The distillation process requires substantial supplies of electricity, water and natural gas, all of which the park has, along with rail access to ship in millions of bushels of corn each year, he said.

One bushel of corn will produce 2.8 gallons of ethanol, which will be sold as a gasoline additive, Welsh said. At full production, the plant would partially consume about 20 million bushels a year, he said.

According to the Pennsylvania Agricultural Statistics Service, Franklin County farmers produced 6.1 million bushels of corn for grain and 653,000 tons of corn used for silage.

With a good mixture of rain, sunshine and warm temperatures, 2004 was one of the finest corn harvests in the county's history, said Jere Wingert, a livestock and agronomy agent with the Penn State Cooperative Extension Service. Late last year, farmers were having a hard time finding places to store their crops, he said.

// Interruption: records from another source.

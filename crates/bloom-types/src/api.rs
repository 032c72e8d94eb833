use chrono::{DateTime, Utc};
use serde::{Deserialize, Serialize};

use crate::domain::{DeliveryMode, FlowerStatus};

// -- Auth --

#[derive(Debug, Deserialize)]
#[serde(deny_unknown_fields)]
pub struct RequestOtpRequest {
    pub email: String,
}

#[derive(Debug, Serialize)]
pub struct RequestOtpResponse {
    pub status: String,
    pub message: String,
    /// Plaintext code, returned outside production only to unblock testing.
    pub debug_otp: Option<String>,
}

#[derive(Debug, Deserialize)]
#[serde(deny_unknown_fields)]
pub struct VerifyOtpRequest {
    pub email: String,
    pub otp: String,
}

#[derive(Debug, Serialize, Deserialize)]
pub struct TokenBundleResponse {
    pub access_token: String,
    pub refresh_token: String,
    pub token_type: String,
    pub expires_in: i64,
}

#[derive(Debug, Deserialize)]
#[serde(deny_unknown_fields)]
pub struct RefreshRequest {
    pub refresh_token: String,
}

#[derive(Debug, Deserialize)]
#[serde(deny_unknown_fields)]
pub struct LogoutRequest {
    pub refresh_token: String,
}

#[derive(Debug, Serialize)]
pub struct MeResponse {
    pub id: i64,
    pub email: Option<String>,
    pub handle: Option<String>,
}

// -- Flowers --

fn default_flower_type() -> String {
    "rose".to_string()
}

fn default_drop_type() -> String {
    "text".to_string()
}

fn default_delivery_mode() -> String {
    "instant".to_string()
}

#[derive(Debug, Deserialize)]
#[serde(deny_unknown_fields)]
pub struct CreateFlowerRequest {
    pub title: String,
    #[serde(default = "default_flower_type")]
    pub flower_type: String,
}

#[derive(Debug, Serialize, Deserialize)]
pub struct FlowerResponse {
    pub id: i64,
    pub owner_id: i64,
    pub title: String,
    pub flower_type: String,
    pub status: FlowerStatus,
    pub stage: i64,
    pub water_count: i64,
    pub streak_count: i64,
    pub ready_at: Option<DateTime<Utc>>,
    pub sent_at: Option<DateTime<Utc>>,
    pub created_at: DateTime<Utc>,
}

#[derive(Debug, Deserialize)]
#[serde(deny_unknown_fields)]
pub struct WaterFlowerRequest {
    pub message: String,
    #[serde(default = "default_drop_type")]
    pub drop_type: String,
    pub media_url: Option<String>,
    pub mime_type: Option<String>,
    pub duration_seconds: Option<i64>,
    pub prompt_key: Option<String>,
    pub mood_tags: Option<String>,
}

#[derive(Debug, Serialize, Deserialize)]
pub struct WaterFlowerResponse {
    pub flower: FlowerResponse,
    pub drop_id: i64,
    pub day_number: i64,
}

#[derive(Debug, Deserialize)]
#[serde(deny_unknown_fields)]
pub struct SendFlowerRequest {
    pub recipient_name: Option<String>,
    pub recipient_contact: Option<String>,
    #[serde(default = "default_delivery_mode")]
    pub delivery_mode: String,
    pub scheduled_for: Option<DateTime<Utc>>,
}

#[derive(Debug, Serialize, Deserialize)]
pub struct SendFlowerResponse {
    pub flower_id: i64,
    pub share_token: String,
    pub delivery_mode: DeliveryMode,
    pub scheduled_for: Option<DateTime<Utc>>,
    pub sent_at: Option<DateTime<Utc>>,
}

// -- Public gift opening --

#[derive(Debug, Serialize, Deserialize)]
pub struct DropRevealResponse {
    pub id: i64,
    pub day_number: i64,
    pub drop_type: String,
    pub message: Option<String>,
    pub media_url: Option<String>,
    pub created_at: DateTime<Utc>,
}

#[derive(Debug, Serialize, Deserialize)]
pub struct OpenFlowerResponse {
    pub flower_id: i64,
    pub title: String,
    pub flower_type: String,
    pub sender_name: String,
    pub opened_at: Option<DateTime<Utc>>,
    pub drops: Vec<DropRevealResponse>,
}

"We have warehouses out here sitting full of corn," Van Horn said of the park.

"We'll certainly probably bring in more than half of it (corn) by rail from the Midwest," Welsh said. He said the balance likely will be purchased from farms within a 100-mile radius of the plant.

That grain will be ground, mixed with water, yeast and enzymes and allowed to ferment, Welsh said. It will then be distilled to separate the ethanol from the corn mash, he said.

A significant byproduct of the process is known as "distiller's grain," which will be marketed as livestock feed, Welsh said. The starch in the corn produces the ethanol, but leaves behind the protein, fiber and oil, he said.

Van Horn said this is the third parcel to be purchased within the 283-acre Keystone Opportunity Zone in the park, one of several areas in the state designated to be eligible for tax breaks to encourage redevelopment. Ingersoll-Rand and Warrior Roofing are the other companies with facilities in the zone, which still has about 200 acres of land left, he said.

Once part of Letterkenny Army Depot, the park has about 1,000 acres of land that were turned over for civilian development after the depot was downsized by the Base Realignment and Closure Commission process in 1995. Van Horn said about 450 more acres eventually will be transferred from the Army to the authority.

Penn-Mar Ethanol was founded by 13 investors in 2002, a number that has grown to about 50 now, he said. This will be the group's first plant, he said.

About 80 ethanol plants produce about 3 billion gallons of ethanol a year in the United States, according to Welsh. Most are in the Midwest and West, he said.

Depending on market conditions, Welsh said ethanol sells for about $1.30 to $1.50 a gallon.